ISLIK
yalnızlığın sınırı yoktu...
susardım gecenin utangaç yüzüne bakıp, dilimde
sık sık hece burkulması; seslenirdim
komşu bahçedeki cevize. ahşap tekneyle
gözlerine yanaşırdım bahçenin sevinirdi.
"aynalar yalan söylemezdi" bilirdim.
pabuçları bağlı sabahlar çok erken kalkıp
silerdi yüzümden geceyi. sapsarı bi'gül-
den yaprak yaprak düşerdim, elbette
biri görse gülkurusuna dönerdim yerde.
sızıp kalırdı sabahın koynunda ayyaş
şarap testileri/ saçları erken ağaran gün/
kırık saplı bardak/ gecenin teri
tütün kokulu elleri masanın ve önümde hiç
sesi çıkmayan mezesi tükenmiş porselen tabak...

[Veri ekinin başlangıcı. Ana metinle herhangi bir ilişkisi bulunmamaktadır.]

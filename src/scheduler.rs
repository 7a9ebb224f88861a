//! Playback scheduling.
//!
//! The engine never calls itself; while the board is playing, something has
//! to invoke `advance` on a cadence. `Playback` owns that cadence for a
//! single-threaded event loop: the loop asks for a poll timeout, sleeps in
//! its input poll for at most that long, then asks whether a tick is due.
//!
//! A tick that comes late fires exactly once and re-arms from the current
//! instant, so a slow render coalesces ticks instead of queueing a backlog;
//! there is never more than one advance in flight and the generation counter
//! stays strictly monotonic. Pausing gates the next tick immediately, and
//! the scheduler is a plain owned value that dies with its event loop, so no
//! timer can outlive the UI that started it.

use std::time::{Duration, Instant};

use crate::board::Speed;

/// Poll timeout while paused; keeps the input loop responsive without
/// spinning.
const IDLE_TIMEOUT: Duration = Duration::from_millis(250);

/// Tick cadence for the simulation loop.
#[derive(Debug)]
pub struct Playback {
    interval: Duration,
    last_tick: Instant,
}

impl Playback {
    pub fn new(speed: Speed) -> Playback {
        Playback {
            interval: Playback::interval_for(speed),
            last_tick: Instant::now(),
        }
    }

    /// The tick interval for a speed selection. This mapping is UI policy,
    /// not an engine contract; `Normal` advances ten generations a second.
    pub fn interval_for(speed: Speed) -> Duration {
        match speed {
            Speed::Half => Duration::from_millis(200),
            Speed::Normal => Duration::from_millis(100),
            Speed::Double => Duration::from_millis(50),
        }
    }

    /// Current tick interval.
    pub fn interval(&self) -> Duration {
        self.interval
    }

    /// Adopts a new cadence, re-armed from now.
    pub fn set_speed(&mut self, speed: Speed) {
        self.interval = Playback::interval_for(speed);
        self.last_tick = Instant::now();
    }

    /// How long the event loop may block waiting for input before the next
    /// tick could be due.
    pub fn poll_timeout(&self, playing: bool) -> Duration {
        if !playing {
            return IDLE_TIMEOUT;
        }
        self.interval
            .checked_sub(self.last_tick.elapsed())
            .unwrap_or(Duration::ZERO)
    }

    /// Whether a tick is due. Fires at most once per elapsed interval and
    /// re-arms on firing; returns false whenever playback is off.
    pub fn tick_due(&mut self, playing: bool) -> bool {
        if !playing {
            return false;
        }
        if self.last_tick.elapsed() >= self.interval {
            self.last_tick = Instant::now();
            true
        } else {
            false
        }
    }

    #[cfg(test)]
    fn backdate(&mut self, by: Duration) {
        self.last_tick -= by;
    }
}
#[cfg(test)]
mod tests {
    use super::*;
    use rand::rngs::StdRng;
    use rand::SeedableRng;

    fn small() -> Board {
        Board::new(SizePreset::Small).unwrap()
    }

    #[test]
    fn preset_boards_start_dead_and_paused() {
        let board = small();
        assert_eq!(
            (board.width(), board.height(), board.scale()),
            (300, 300, 30)
        );
        assert_eq!((board.cols(), board.rows()), (10, 10));
        assert_eq!(board.counter(), 0);
        assert!(!board.is_playing());
        assert_eq!(board.speed(), Speed::Normal);
        assert_eq!(board.population(), 0);
        assert!(board.iter_cells().all(|cell| !cell.alive && cell.age == 0));
    }

    #[test]
    fn custom_preset_without_dimensions_is_a_configuration_error() {
        assert!(matches!(
            Board::new(SizePreset::Custom),
            Err(LifeError::Configuration { .. })
        ));
    }

    #[test]
    fn zero_dimensions_are_rejected() {
        for (w, h, s) in [(0, 300, 30), (300, 0, 30), (300, 300, 0)] {
            assert!(matches!(
                Board::with_dimensions(w, h, s),
                Err(LifeError::Configuration { .. })
            ));
        }
    }

    #[test]
    fn non_divisible_scale_is_rejected() {
        assert!(matches!(
            Board::with_dimensions(300, 300, 7),
            Err(LifeError::Configuration { .. })
        ));
        assert!(matches!(
            Board::with_dimensions(300, 310, 30),
            Err(LifeError::Configuration { .. })
        ));
    }

    #[test]
    fn iteration_is_row_major_and_covers_every_cell_once() {
        let board = Board::with_dimensions(120, 90, 30).unwrap();
        let visited: Vec<(usize, usize)> =
            board.iter_cells().map(|cell| (cell.x, cell.y)).collect();

        assert_eq!(visited.len(), board.cols() * board.rows());
        let expected: Vec<(usize, usize)> = (0..board.rows())
            .flat_map(|y| (0..board.cols()).map(move |x| (x, y)))
            .collect();
        assert_eq!(visited, expected);
    }

    #[test]
    fn toggle_births_then_kills() {
        let board = small();
        let toggled = board.toggle(4, 5).unwrap();
        let cell = toggled.cell(4, 5).unwrap();
        assert!(cell.alive);
        assert_eq!(cell.age, 1);
        assert_eq!(toggled.counter(), 0);

        let back = toggled.toggle(4, 5).unwrap();
        let cell = back.cell(4, 5).unwrap();
        assert!(!cell.alive);
        assert_eq!(cell.age, 0);
        assert_eq!(back.population(), 0);
    }

    #[test]
    fn toggle_out_of_bounds_fails_without_touching_state() {
        let board = small();
        let before = board.clone();
        assert_eq!(
            board.toggle(10, 0),
            Err(LifeError::OutOfBounds {
                x: 10,
                y: 0,
                cols: 10,
                rows: 10
            })
        );
        assert_eq!(board, before);
    }

    #[test]
    fn neighbor_counts_wrap_toroidally() {
        let board = small().toggle(0, 0).unwrap();
        // The live corner is adjacent, across the wrap, to all three opposite corners.
        assert_eq!(board.count_live_neighbors(9, 9).unwrap(), 1);
        assert_eq!(board.count_live_neighbors(9, 0).unwrap(), 1);
        assert_eq!(board.count_live_neighbors(0, 9).unwrap(), 1);
        assert_eq!(board.count_live_neighbors(5, 5).unwrap(), 0);
        // A cell does not count itself.
        assert_eq!(board.count_live_neighbors(0, 0).unwrap(), 0);
    }

    #[test]
    fn neighbor_count_rejects_out_of_bounds_coordinates() {
        assert!(matches!(
            small().count_live_neighbors(0, 10),
            Err(LifeError::OutOfBounds { .. })
        ));
    }

    #[test]
    fn advance_increments_counter_and_leaves_input_untouched() {
        let board = small().toggle(1, 1).unwrap().toggle(2, 2).unwrap();
        let snapshot = board.clone();

        let next = board.advance();
        assert_eq!(next.counter(), board.counter() + 1);
        assert_eq!(board, snapshot);

        // Lone pair dies of underpopulation (diagonal cells have 1 neighbor each).
        assert_eq!(next.population(), 0);
    }

    #[test]
    fn advance_on_an_empty_board_stays_empty() {
        let next = small().advance();
        assert_eq!(next.population(), 0);
        assert_eq!(next.counter(), 1);
    }

    #[test]
    fn seeding_is_deterministic_per_seed_and_resets_the_counter() {
        let board = small().advance().advance();
        let mut rng_a = StdRng::seed_from_u64(42);
        let mut rng_b = StdRng::seed_from_u64(42);

        let seeded_a = board.seed_random(&mut rng_a);
        let seeded_b = board.seed_random(&mut rng_b);
        assert_eq!(seeded_a, seeded_b);
        assert_eq!(seeded_a.counter(), 0);
        assert!(seeded_a
            .iter_cells()
            .all(|cell| cell.age == u32::from(cell.alive)));

        let mut rng_c = StdRng::seed_from_u64(7);
        assert_ne!(seeded_a.cells, board.seed_random(&mut rng_c).cells);
    }

    #[test]
    fn resize_returns_a_fresh_dead_grid() {
        let mut rng = StdRng::seed_from_u64(1);
        let board = small().seed_random(&mut rng).advance().play();

        let resized = board.resize(SizePreset::Large).unwrap();
        assert_eq!(
            (resized.width(), resized.height(), resized.scale()),
            (900, 600, 15)
        );
        assert_eq!((resized.cols(), resized.rows()), (60, 40));
        assert_eq!(resized.counter(), 0);
        assert_eq!(resized.population(), 0);
        assert!(!resized.is_playing());
        assert_eq!(resized.preset(), SizePreset::Large);
        // Playback preferences carry over.
        assert_eq!(resized.speed(), board.speed());
        assert_eq!(resized.rule(), board.rule());
    }

    #[test]
    fn resize_to_custom_requires_explicit_dimensions() {
        assert!(matches!(
            small().resize(SizePreset::Custom),
            Err(LifeError::Configuration { .. })
        ));
        let resized = small().resize_custom(200, 100, 10).unwrap();
        assert_eq!((resized.cols(), resized.rows()), (20, 10));
        assert_eq!(resized.preset(), SizePreset::Custom);
    }

    #[test]
    fn speed_and_playing_changes_leave_cells_alone() {
        let board = small().toggle(3, 3).unwrap();

        let faster = board.set_speed(Speed::Double);
        assert_eq!(faster.speed(), Speed::Double);
        assert_eq!(faster.cells, board.cells);
        assert_eq!(faster.counter(), board.counter());

        let playing = board.play();
        assert!(playing.is_playing());
        assert_eq!(playing.cells, board.cells);
        assert!(!playing.pause().is_playing());
    }

    #[test]
    fn speed_notches_saturate() {
        assert_eq!(Speed::Half.faster(), Speed::Normal);
        assert_eq!(Speed::Normal.faster(), Speed::Double);
        assert_eq!(Speed::Double.faster(), Speed::Double);
        assert_eq!(Speed::Double.slower(), Speed::Normal);
        assert_eq!(Speed::Normal.slower(), Speed::Half);
        assert_eq!(Speed::Half.slower(), Speed::Half);
    }

    #[test]
    fn pixel_lookup_is_the_inverse_of_toggle_input() {
        let board = small(); // 300x300 at scale 30
        assert_eq!(board.cell_at_pixel(0, 0), Some((0, 0)));
        assert_eq!(board.cell_at_pixel(29, 29), Some((0, 0)));
        assert_eq!(board.cell_at_pixel(30, 0), Some((1, 0)));
        assert_eq!(board.cell_at_pixel(299, 299), Some((9, 9)));
        assert_eq!(board.cell_at_pixel(300, 0), None);
        assert_eq!(board.cell_at_pixel(0, 300), None);
    }
}
// src/models.rs
use std::fmt;
use std::str::FromStr;
use std::sync::Arc;

use base64::{Engine as _, engine::general_purpose};
use bytes::Bytes;
use chrono::{DateTime, Utc};
use serde::{Deserialize, Serialize};
use uuid::Uuid;

use crate::errors::StudioError;
use crate::presets;

/// Which of the two upload slots an image belongs to.
#[derive(Debug, Clone, Copy, PartialEq, Eq, Serialize, Deserialize)]
#[serde(rename_all = "lowercase")]
pub enum ImageSlot {
    Model,
    Product,
}

/// An uploaded photo. Immutable once created; replaced wholesale on re-upload.
#[derive(Debug, Clone)]
pub struct UploadedImage {
    pub id: Uuid,
    pub filename: String,
    pub mime_type: String,
    pub bytes: Bytes,
    pub base64: String,
    pub width: u32,
    pub height: u32,
    pub uploaded_at: DateTime<Utc>,
}

impl UploadedImage {
    pub fn new(filename: String, mime_type: String, bytes: Bytes, dimensions: (u32, u32)) -> Self {
        let base64 = general_purpose::STANDARD.encode(&bytes);
        Self {
            id: Uuid::new_v4(),
            filename,
            mime_type,
            bytes,
            base64,
            width: dimensions.0,
            height: dimensions.1,
            uploaded_at: Utc::now(),
        }
    }

    pub fn payload(&self) -> ImagePayload {
        ImagePayload {
            base64: self.base64.clone(),
            mime_type: self.mime_type.clone(),
        }
    }

    pub fn info(&self) -> ImageInfo {
        ImageInfo {
            id: self.id,
            filename: self.filename.clone(),
            mime_type: self.mime_type.clone(),
            width: self.width,
            height: self.height,
            size: self.bytes.len(),
            uploaded_at: self.uploaded_at,
        }
    }
}

/// Upload metadata exposed to clients; the bytes are served separately.
#[derive(Debug, Clone, Serialize)]
pub struct ImageInfo {
    pub id: Uuid,
    pub filename: String,
    pub mime_type: String,
    pub width: u32,
    pub height: u32,
    pub size: usize,
    pub uploaded_at: DateTime<Utc>,
}

/// Base64 image data plus its mime type, as exchanged with the backend.
#[derive(Debug, Clone, PartialEq, Serialize, Deserialize)]
pub struct ImagePayload {
    pub base64: String,
    pub mime_type: String,
}

#[derive(Debug, Clone, Copy, Default, PartialEq, Eq, Hash, Serialize, Deserialize)]
#[serde(rename_all = "lowercase")]
pub enum ExtractionTarget {
    #[default]
    Full,
    Top,
    Bottom,
}

impl fmt::Display for ExtractionTarget {
    fn fmt(&self, f: &mut fmt::Formatter<'_>) -> fmt::Result {
        let name = match self {
            ExtractionTarget::Full => "full",
            ExtractionTarget::Top => "top",
            ExtractionTarget::Bottom => "bottom",
        };
        f.write_str(name)
    }
}

/// Structured payload of an outfit analysis call.
#[derive(Debug, Clone, PartialEq, Serialize, Deserialize)]
pub struct OutfitDescription {
    pub outfit: String,
}

/// Structured payload of a background enhancement call.
#[derive(Debug, Clone, PartialEq, Serialize, Deserialize)]
pub struct EnhancedBackground {
    pub enhanced_background: String,
}

/// A `w:h` canvas ratio.
#[derive(Debug, Clone, Copy, PartialEq, Eq, Serialize, Deserialize)]
#[serde(try_from = "String", into = "String")]
pub struct AspectRatio {
    pub width: u32,
    pub height: u32,
}

impl AspectRatio {
    pub const PORTRAIT: AspectRatio = AspectRatio {
        width: 9,
        height: 16,
    };

    #[cfg(test)]
    pub fn as_f64(&self) -> f64 {
        self.width as f64 / self.height as f64
    }
}

impl Default for AspectRatio {
    fn default() -> Self {
        AspectRatio::PORTRAIT
    }
}

impl fmt::Display for AspectRatio {
    fn fmt(&self, f: &mut fmt::Formatter<'_>) -> fmt::Result {
        write!(f, "{}:{}", self.width, self.height)
    }
}

impl FromStr for AspectRatio {
    type Err = StudioError;

    fn from_str(s: &str) -> Result<Self, Self::Err> {
        let invalid = || StudioError::Validation(format!("Invalid aspect ratio '{}'", s));
        let (w, h) = s.trim().split_once(':').ok_or_else(invalid)?;
        let width: u32 = w.trim().parse().map_err(|_| invalid())?;
        let height: u32 = h.trim().parse().map_err(|_| invalid())?;
        if width == 0 || height == 0 {
            return Err(invalid());
        }
        Ok(AspectRatio { width, height })
    }
}

impl TryFrom<String> for AspectRatio {
    type Error = StudioError;

    fn try_from(value: String) -> Result<Self, Self::Error> {
        value.parse()
    }
}

impl From<AspectRatio> for String {
    fn from(value: AspectRatio) -> Self {
        value.to_string()
    }
}

/// Poster customization; only read by the poster export, never sent to the backend.
#[derive(Debug, Clone, PartialEq, Serialize, Deserialize)]
pub struct BrandSettings {
    pub brand_name: String,
    pub brand_color: String,
    pub brand_font: String,
    pub brand_size: u32,
    pub banner_height: u32,
    pub banner_color: String,
}

impl Default for BrandSettings {
    fn default() -> Self {
        Self {
            brand_name: "Lamie".to_string(),
            brand_color: "#FFFFFF".to_string(),
            brand_font: presets::BRAND_FONTS[0].to_string(),
            brand_size: 48,
            banner_height: 48,
            banner_color: "#3B82F6".to_string(),
        }
    }
}

#[derive(Debug, Clone, PartialEq, Serialize, Deserialize)]
pub struct GenerationOptions {
    pub aspect_ratio: AspectRatio,
    pub variation_count: usize,
    pub background: String,
    pub camera_angles: Vec<String>,
    pub brand: BrandSettings,
}

impl Default for GenerationOptions {
    fn default() -> Self {
        Self {
            aspect_ratio: AspectRatio::default(),
            variation_count: 9,
            background: String::new(),
            camera_angles: presets::DEFAULT_CAMERA_ANGLES
                .iter()
                .map(|a| a.to_string())
                .collect(),
            brand: BrandSettings::default(),
        }
    }
}

/// Partial update of [`GenerationOptions`]; absent fields are left untouched.
#[derive(Debug, Clone, Default, Deserialize)]
pub struct OptionsUpdate {
    pub aspect_ratio: Option<AspectRatio>,
    pub variation_count: Option<usize>,
    pub background: Option<String>,
    pub camera_angles: Option<Vec<String>>,
    pub brand: Option<BrandSettings>,
}

impl GenerationOptions {
    pub fn apply(&mut self, update: OptionsUpdate) -> Result<(), StudioError> {
        if let Some(ratio) = update.aspect_ratio {
            if !presets::SUPPORTED_ASPECT_RATIOS.contains(&ratio.to_string().as_str()) {
                return Err(StudioError::Validation(format!(
                    "Unsupported aspect ratio {}; expected one of {}",
                    ratio,
                    presets::SUPPORTED_ASPECT_RATIOS.join(", ")
                )));
            }
        }
        if let Some(count) = update.variation_count {
            if !presets::VARIATION_COUNTS.contains(&count) {
                return Err(StudioError::Validation(format!(
                    "Unsupported variation count {}; expected 3, 6 or 9",
                    count
                )));
            }
        }
        if let Some(angles) = &update.camera_angles {
            if angles.iter().any(|a| a.trim().is_empty()) {
                return Err(StudioError::Validation(
                    "Camera angle prompts must not be empty".to_string(),
                ));
            }
        }
        let count = update.variation_count.unwrap_or(self.variation_count);
        let available = update
            .camera_angles
            .as_ref()
            .map_or(self.camera_angles.len(), Vec::len);
        if available < count {
            return Err(StudioError::Validation(format!(
                "{} model images need {} camera angles, only {} given",
                count, count, available
            )));
        }
        if let Some(brand) = &update.brand {
            if !presets::BRAND_FONTS.contains(&brand.brand_font.as_str()) {
                return Err(StudioError::Validation(format!(
                    "Unknown brand font '{}'",
                    brand.brand_font
                )));
            }
        }

        if let Some(ratio) = update.aspect_ratio {
            self.aspect_ratio = ratio;
        }
        if let Some(count) = update.variation_count {
            self.variation_count = count;
        }
        if let Some(background) = update.background {
            self.background = background;
        }
        if let Some(angles) = update.camera_angles {
            self.camera_angles = angles;
        }
        if let Some(brand) = update.brand {
            self.brand = brand;
        }
        Ok(())
    }

    /// Angle prompts actually run: the configured list cut to the variation count.
    pub fn selected_angles(&self) -> Vec<String> {
        self.camera_angles
            .iter()
            .take(self.variation_count)
            .cloned()
            .collect()
    }

    pub fn effective_background(&self) -> String {
        if self.background.trim().is_empty() {
            presets::DEFAULT_BACKGROUND.to_string()
        } else {
            self.background.clone()
        }
    }
}

/// Inputs frozen at the moment generation starts. Later edits to the session
/// never reach a run that is already in flight.
#[derive(Debug, Clone)]
pub struct GenerationRequest {
    pub epoch: u64,
    pub model_image: Arc<UploadedImage>,
    pub product_image: Arc<UploadedImage>,
    pub outfit_description: String,
    pub background: String,
    pub aspect_ratio: AspectRatio,
    pub camera_angles: Vec<String>,
}

#[derive(Debug, Clone, PartialEq, Serialize)]
pub struct VariationImage {
    pub index: usize,
    pub camera_angle: String,
    pub image: ImagePayload,
}

/// Accumulator for one generation run.
#[derive(Debug, Clone, Default, Serialize)]
pub struct GenerationResult {
    pub poster: Option<ImagePayload>,
    pub ad_copy: Option<String>,
    pub variations: Vec<VariationImage>,
    pub errors: Vec<String>,
    pub fatal_error: Option<String>,
    /// Brand overlay settings frozen with the run, for poster export.
    pub brand: Option<BrandSettings>,
    pub progress: String,
    pub running: bool,
    pub started_at: Option<DateTime<Utc>>,
    pub finished_at: Option<DateTime<Utc>>,
}

#[derive(Debug, Clone, Copy, Default, PartialEq, Eq, Serialize)]
#[serde(rename_all = "snake_case")]
pub enum Stage {
    #[default]
    Idle,
    Analyzing,
    AnalysisFailed,
    AnalysisReady,
    Generating,
    Completed,
}

/// Read-only view of a session handed to clients.
#[derive(Debug, Clone, Serialize)]
pub struct StudioSnapshot {
    pub session_id: Uuid,
    pub epoch: u64,
    pub stage: Stage,
    pub analyzing: bool,
    pub generating: bool,
    pub model_image: Option<ImageInfo>,
    pub product_image: Option<ImageInfo>,
    pub extraction_target: ExtractionTarget,
    pub outfit_description: String,
    pub outfit_description_stale: bool,
    pub analysis_error: Option<String>,
    pub options: GenerationOptions,
    pub result: GenerationResult,
    pub updated_at: DateTime<Utc>,
}

#[cfg(test)]
mod tests {
    use super::*;

    #[test]
    fn aspect_ratio_parses_and_round_trips_through_serde() {
        let ratio: AspectRatio = "4:5".parse().unwrap();
        assert_eq!(ratio, AspectRatio { width: 4, height: 5 });
        assert_eq!(serde_json::to_string(&ratio).unwrap(), "\"4:5\"");
        let back: AspectRatio = serde_json::from_str("\"16:9\"").unwrap();
        assert_eq!(back.to_string(), "16:9");
    }

    #[test]
    fn aspect_ratio_rejects_garbage() {
        assert!("square".parse::<AspectRatio>().is_err());
        assert!("0:1".parse::<AspectRatio>().is_err());
        assert!("1:".parse::<AspectRatio>().is_err());
        assert!(serde_json::from_str::<AspectRatio>("\"9x16\"").is_err());
    }

    #[test]
    fn selected_angles_truncates_to_count() {
        let mut options = GenerationOptions::default();
        options
            .apply(OptionsUpdate {
                variation_count: Some(3),
                ..Default::default()
            })
            .unwrap();
        let angles = options.selected_angles();
        assert_eq!(angles.len(), 3);
        assert_eq!(angles[0], presets::DEFAULT_CAMERA_ANGLES[0]);
        assert_eq!(angles[2], presets::DEFAULT_CAMERA_ANGLES[2]);
    }

    #[test]
    fn apply_rejects_unsupported_values_without_partial_update() {
        let mut options = GenerationOptions::default();
        let err = options
            .apply(OptionsUpdate {
                background: Some("beach".to_string()),
                variation_count: Some(4),
                ..Default::default()
            })
            .unwrap_err();
        assert!(matches!(err, StudioError::Validation(_)));
        assert_eq!(options.background, "");
        assert_eq!(options.variation_count, 9);

        let err = options
            .apply(OptionsUpdate {
                aspect_ratio: Some(AspectRatio { width: 3, height: 2 }),
                ..Default::default()
            })
            .unwrap_err();
        assert!(matches!(err, StudioError::Validation(_)));
    }

    #[test]
    fn angle_list_must_cover_variation_count() {
        let mut options = GenerationOptions::default();
        let err = options
            .apply(OptionsUpdate {
                camera_angles: Some(vec![]),
                ..Default::default()
            })
            .unwrap_err();
        assert!(matches!(err, StudioError::Validation(_)));
        assert_eq!(options.camera_angles.len(), 9);

        let four: Vec<String> = ["a", "b", "c", "d"].iter().map(|a| a.to_string()).collect();
        let err = options
            .apply(OptionsUpdate {
                camera_angles: Some(four.clone()),
                ..Default::default()
            })
            .unwrap_err();
        assert!(matches!(err, StudioError::Validation(_)));

        options
            .apply(OptionsUpdate {
                variation_count: Some(3),
                camera_angles: Some(four),
                ..Default::default()
            })
            .unwrap();
        assert_eq!(options.selected_angles(), vec!["a", "b", "c"]);

        let err = options
            .apply(OptionsUpdate {
                variation_count: Some(6),
                ..Default::default()
            })
            .unwrap_err();
        assert!(matches!(err, StudioError::Validation(_)));
        assert_eq!(options.variation_count, 3);
    }

    #[test]
    fn empty_background_falls_back_to_default() {
        let mut options = GenerationOptions::default();
        assert_eq!(options.effective_background(), presets::DEFAULT_BACKGROUND);
        options.background = "rooftop at dusk".to_string();
        assert_eq!(options.effective_background(), "rooftop at dusk");
    }

    #[test]
    fn uploaded_image_carries_base64_payload() {
        let image = UploadedImage::new(
            "a.png".to_string(),
            "image/png".to_string(),
            Bytes::from_static(b"abc"),
            (1, 1),
        );
        assert_eq!(image.base64, "YWJj");
        assert_eq!(image.payload().base64, "YWJj");
        assert_eq!(image.payload().mime_type, "image/png");
        assert_eq!(image.info().size, 3);
    }
}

zamanı görmüştüm, çırılçıplaktı...
akmasını beceremedim kimselerin üstüne.
çığlığın hızıyla yarışan su
daha önceden gelip silmişti azgın
nehirleri içimden. acıyı tenimle söndürmüştüm.
yalnızlığın üvey kardeşiydi sessizlik;
kimi üstüne giyerdi/ kimi bırakıp giderdi/ kimi...
nar tanesi gibi ağzımın içine düşerdi kıpkırmızı
teni beyazladıktan sonra gülüp oynadığım kar;
çocuklar'la şimdi soğuğa teslim ettik ellerimizi.
hayat unutulmuş sevinçlerle yüklü bi'ıslık
değil mi sanki, üfleyip
geçiverdim işte içinden...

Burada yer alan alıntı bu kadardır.